Source records:
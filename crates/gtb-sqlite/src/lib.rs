//! SQLite durable store (sqlx).
//!
//! Implements the `gtb-core` `UserStore` port. One row per chat identity; the
//! denormalized repository list is kept as JSON text and timestamps as RFC3339.

use std::{str::FromStr, time::Duration};

use async_trait::async_trait;
use chrono::{DateTime, Utc};
use sqlx::{
    sqlite::{SqliteConnectOptions, SqliteJournalMode, SqlitePool, SqlitePoolOptions, SqliteRow},
    Row,
};

use gtb_core::{
    domain::ChatIdentity,
    errors::Error,
    model::{RepoSummary, UserRecord},
    store::UserStore,
    Result,
};

const SCHEMA: &str = r#"
CREATE TABLE IF NOT EXISTS users (
    chat_identity       TEXT PRIMARY KEY NOT NULL,
    hosting_identity    TEXT,
    hosting_token       TEXT,
    hosting_username    TEXT,
    has_agreed_to_terms INTEGER NOT NULL DEFAULT 0,
    is_linked           INTEGER NOT NULL DEFAULT 0,
    created_at          TEXT NOT NULL,
    last_active_at      TEXT NOT NULL,
    repositories        TEXT NOT NULL DEFAULT '[]'
)
"#;

#[derive(Clone)]
pub struct SqliteUserStore {
    pool: SqlitePool,
}

impl SqliteUserStore {
    /// Open (creating if needed) the database at `database_url` and ensure the schema.
    pub async fn connect(database_url: &str) -> Result<Self> {
        let opts = SqliteConnectOptions::from_str(database_url)
            .map_err(|e| Error::Config(format!("invalid DATABASE_URL: {e}")))?
            .create_if_missing(true)
            .busy_timeout(Duration::from_secs(5));

        let in_memory = database_url.contains(":memory:");
        let opts = if in_memory {
            opts
        } else {
            if let Some(parent) = opts.get_filename().parent() {
                if !parent.as_os_str().is_empty() {
                    std::fs::create_dir_all(parent)?;
                }
            }
            opts.journal_mode(SqliteJournalMode::Wal)
        };

        // Every in-memory connection is its own database.
        let pool = SqlitePoolOptions::new()
            .max_connections(if in_memory { 1 } else { 4 })
            .connect_with(opts)
            .await
            .map_err(|e| Error::StoreRead(format!("connect failed: {e}")))?;

        Self::from_pool(pool).await
    }

    pub async fn from_pool(pool: SqlitePool) -> Result<Self> {
        sqlx::query(SCHEMA)
            .execute(&pool)
            .await
            .map_err(|e| Error::StoreWrite(format!("schema setup failed: {e}")))?;
        tracing::debug!("users table ready");
        Ok(Self { pool })
    }
}

// ---------------------------------------------------------------------------
// Row mapping
// ---------------------------------------------------------------------------

struct UserRow {
    chat_identity: String,
    hosting_identity: Option<String>,
    hosting_token: Option<String>,
    hosting_username: Option<String>,
    has_agreed_to_terms: bool,
    created_at: String,
    last_active_at: String,
    repositories: String,
}

impl UserRow {
    fn from_row(row: &SqliteRow) -> std::result::Result<Self, sqlx::Error> {
        Ok(Self {
            chat_identity: row.try_get("chat_identity")?,
            hosting_identity: row.try_get("hosting_identity")?,
            hosting_token: row.try_get("hosting_token")?,
            hosting_username: row.try_get("hosting_username")?,
            has_agreed_to_terms: row.try_get("has_agreed_to_terms")?,
            created_at: row.try_get("created_at")?,
            last_active_at: row.try_get("last_active_at")?,
            repositories: row.try_get("repositories")?,
        })
    }

    fn into_record(self) -> Result<UserRecord> {
        let repositories: Vec<RepoSummary> = serde_json::from_str(&self.repositories)
            .map_err(|e| Error::StoreRead(format!("invalid repositories JSON: {e}")))?;
        Ok(UserRecord::from_parts(
            ChatIdentity::new(self.chat_identity),
            self.hosting_identity,
            self.hosting_token,
            self.hosting_username,
            self.has_agreed_to_terms,
            parse_datetime(&self.created_at)?,
            parse_datetime(&self.last_active_at)?,
            repositories,
        ))
    }
}

fn parse_datetime(s: &str) -> Result<DateTime<Utc>> {
    DateTime::parse_from_rfc3339(s)
        .map(|dt| dt.with_timezone(&Utc))
        .map_err(|e| Error::StoreRead(format!("invalid datetime {s:?}: {e}")))
}

// ---------------------------------------------------------------------------
// UserStore implementation
// ---------------------------------------------------------------------------

#[async_trait]
impl UserStore for SqliteUserStore {
    async fn find(&self, chat: &ChatIdentity) -> Result<Option<UserRecord>> {
        let row = sqlx::query(
            r#"SELECT chat_identity, hosting_identity, hosting_token, hosting_username,
                      has_agreed_to_terms, created_at, last_active_at, repositories
               FROM users WHERE chat_identity = ?"#,
        )
        .bind(chat.as_str())
        .fetch_optional(&self.pool)
        .await
        .map_err(|e| Error::StoreRead(e.to_string()))?;

        match row {
            Some(row) => {
                let row = UserRow::from_row(&row).map_err(|e| Error::StoreRead(e.to_string()))?;
                Ok(Some(row.into_record()?))
            }
            None => Ok(None),
        }
    }

    async fn upsert(&self, record: &UserRecord) -> Result<()> {
        let repositories = serde_json::to_string(&record.repositories)
            .map_err(|e| Error::StoreWrite(format!("failed to serialize repositories: {e}")))?;

        sqlx::query(
            r#"INSERT INTO users (chat_identity, hosting_identity, hosting_token, hosting_username,
                                  has_agreed_to_terms, is_linked, created_at, last_active_at, repositories)
               VALUES (?, ?, ?, ?, ?, ?, ?, ?, ?)
               ON CONFLICT (chat_identity) DO UPDATE SET
                   hosting_identity = excluded.hosting_identity,
                   hosting_token = excluded.hosting_token,
                   hosting_username = excluded.hosting_username,
                   has_agreed_to_terms = excluded.has_agreed_to_terms,
                   is_linked = excluded.is_linked,
                   last_active_at = excluded.last_active_at,
                   repositories = excluded.repositories"#,
        )
        .bind(record.chat_identity.as_str())
        .bind(record.hosting_identity.as_deref())
        .bind(record.token())
        .bind(record.hosting_username.as_deref())
        .bind(record.has_agreed_to_terms)
        .bind(record.is_linked())
        .bind(record.created_at.to_rfc3339())
        .bind(record.last_active_at.to_rfc3339())
        .bind(repositories)
        .execute(&self.pool)
        .await
        .map_err(|e| Error::StoreWrite(e.to_string()))?;

        Ok(())
    }

    async fn set_repositories(&self, chat: &ChatIdentity, repos: &[RepoSummary]) -> Result<()> {
        let repositories = serde_json::to_string(repos)
            .map_err(|e| Error::StoreWrite(format!("failed to serialize repositories: {e}")))?;

        sqlx::query("UPDATE users SET repositories = ? WHERE chat_identity = ?")
            .bind(repositories)
            .bind(chat.as_str())
            .execute(&self.pool)
            .await
            .map_err(|e| Error::StoreWrite(e.to_string()))?;
        Ok(())
    }

    async fn touch(&self, chat: &ChatIdentity, at: DateTime<Utc>) -> Result<()> {
        sqlx::query("UPDATE users SET last_active_at = ? WHERE chat_identity = ?")
            .bind(at.to_rfc3339())
            .bind(chat.as_str())
            .execute(&self.pool)
            .await
            .map_err(|e| Error::StoreWrite(e.to_string()))?;
        Ok(())
    }
}

#[cfg(test)]
mod tests {
    use super::*;
    use gtb_core::model::{HostingProfile, Repository};

    async fn memory_store() -> SqliteUserStore {
        SqliteUserStore::connect("sqlite::memory:").await.unwrap()
    }

    fn repo(name: &str, private: bool) -> Repository {
        Repository {
            name: name.to_string(),
            full_name: format!("octocat/{name}"),
            html_url: format!("https://github.com/octocat/{name}"),
            private,
            description: None,
            updated_at: None,
        }
    }

    #[tokio::test]
    async fn missing_user_is_none() {
        let store = memory_store().await;
        assert!(store
            .find(&ChatIdentity::new("nobody"))
            .await
            .unwrap()
            .is_none());
    }

    #[tokio::test]
    async fn linked_record_survives_storage() {
        let store = memory_store().await;
        let chat = ChatIdentity::new("123");
        let now = Utc::now();

        let mut u = UserRecord::new(chat.clone(), now);
        u.has_agreed_to_terms = true;
        u.link(
            &HostingProfile {
                id: 9,
                login: "octocat".to_string(),
                name: None,
            },
            "gho_x".to_string(),
            now,
        );
        u.set_repositories(&[repo("a", false), repo("b", true)]);
        store.upsert(&u).await.unwrap();

        let got = store.find(&chat).await.unwrap().unwrap();
        assert!(got.is_linked());
        assert_eq!(got.token(), Some("gho_x"));
        assert_eq!(got.hosting_identity.as_deref(), Some("9"));
        assert!(got.has_agreed_to_terms);
        assert_eq!(got.repositories.len(), 2);
        assert!(got.repositories[1].is_private);
        assert_eq!(got.created_at.timestamp(), now.timestamp());
    }

    #[tokio::test]
    async fn upsert_updates_in_place_and_keeps_created_at() {
        let store = memory_store().await;
        let chat = ChatIdentity::new("124");
        let t0 = DateTime::parse_from_rfc3339("2026-01-01T00:00:00Z")
            .unwrap()
            .with_timezone(&Utc);

        store.upsert(&UserRecord::new(chat.clone(), t0)).await.unwrap();

        let mut later = UserRecord::new(chat.clone(), Utc::now());
        later.has_agreed_to_terms = true;
        store.upsert(&later).await.unwrap();

        let got = store.find(&chat).await.unwrap().unwrap();
        assert!(got.has_agreed_to_terms);
        assert_eq!(got.created_at, t0);

        let count: (i64,) = sqlx::query_as("SELECT COUNT(*) FROM users")
            .fetch_one(&store.pool)
            .await
            .unwrap();
        assert_eq!(count.0, 1);
    }

    #[tokio::test]
    async fn blank_token_column_reads_as_unlinked() {
        let store = memory_store().await;
        sqlx::query(
            "INSERT INTO users (chat_identity, hosting_token, is_linked, created_at, last_active_at) VALUES ('5', '', 1, '2026-01-01T00:00:00Z', '2026-01-01T00:00:00Z')",
        )
        .execute(&store.pool)
        .await
        .unwrap();

        let got = store.find(&ChatIdentity::new("5")).await.unwrap().unwrap();
        assert!(!got.is_linked());
        assert_eq!(got.token(), None);
    }

    #[tokio::test]
    async fn field_updates_do_not_touch_the_token() {
        let store = memory_store().await;
        let chat = ChatIdentity::new("125");
        let t0 = DateTime::parse_from_rfc3339("2026-01-01T00:00:00Z")
            .unwrap()
            .with_timezone(&Utc);

        let mut u = UserRecord::new(chat.clone(), t0);
        u.link(
            &HostingProfile {
                id: 9,
                login: "octocat".to_string(),
                name: None,
            },
            "gho_NEW".to_string(),
            t0,
        );
        store.upsert(&u).await.unwrap();

        let mut stale = u.clone();
        stale.set_repositories(&[repo("a", false)]);
        store
            .set_repositories(&chat, &stale.repositories)
            .await
            .unwrap();
        let t1 = t0 + chrono::Duration::minutes(5);
        store.touch(&chat, t1).await.unwrap();

        let got = store.find(&chat).await.unwrap().unwrap();
        assert_eq!(got.token(), Some("gho_NEW"));
        assert_eq!(got.repositories.len(), 1);
        assert_eq!(got.last_active_at, t1);
        assert_eq!(got.created_at, t0);

        store.touch(&ChatIdentity::new("ghost"), t1).await.unwrap();
        assert!(store
            .find(&ChatIdentity::new("ghost"))
            .await
            .unwrap()
            .is_none());
    }
}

Directions for this task ::
Out of the preceding entries, pull each line that contains the word "RepoSummary".

Response below ::
    model::{RepoSummary, UserRecord},
        let repositories: Vec<RepoSummary> = serde_json::from_str(&self.repositories)
    async fn set_repositories(&self, chat: &ChatIdentity, repos: &[RepoSummary]) -> Result<()> {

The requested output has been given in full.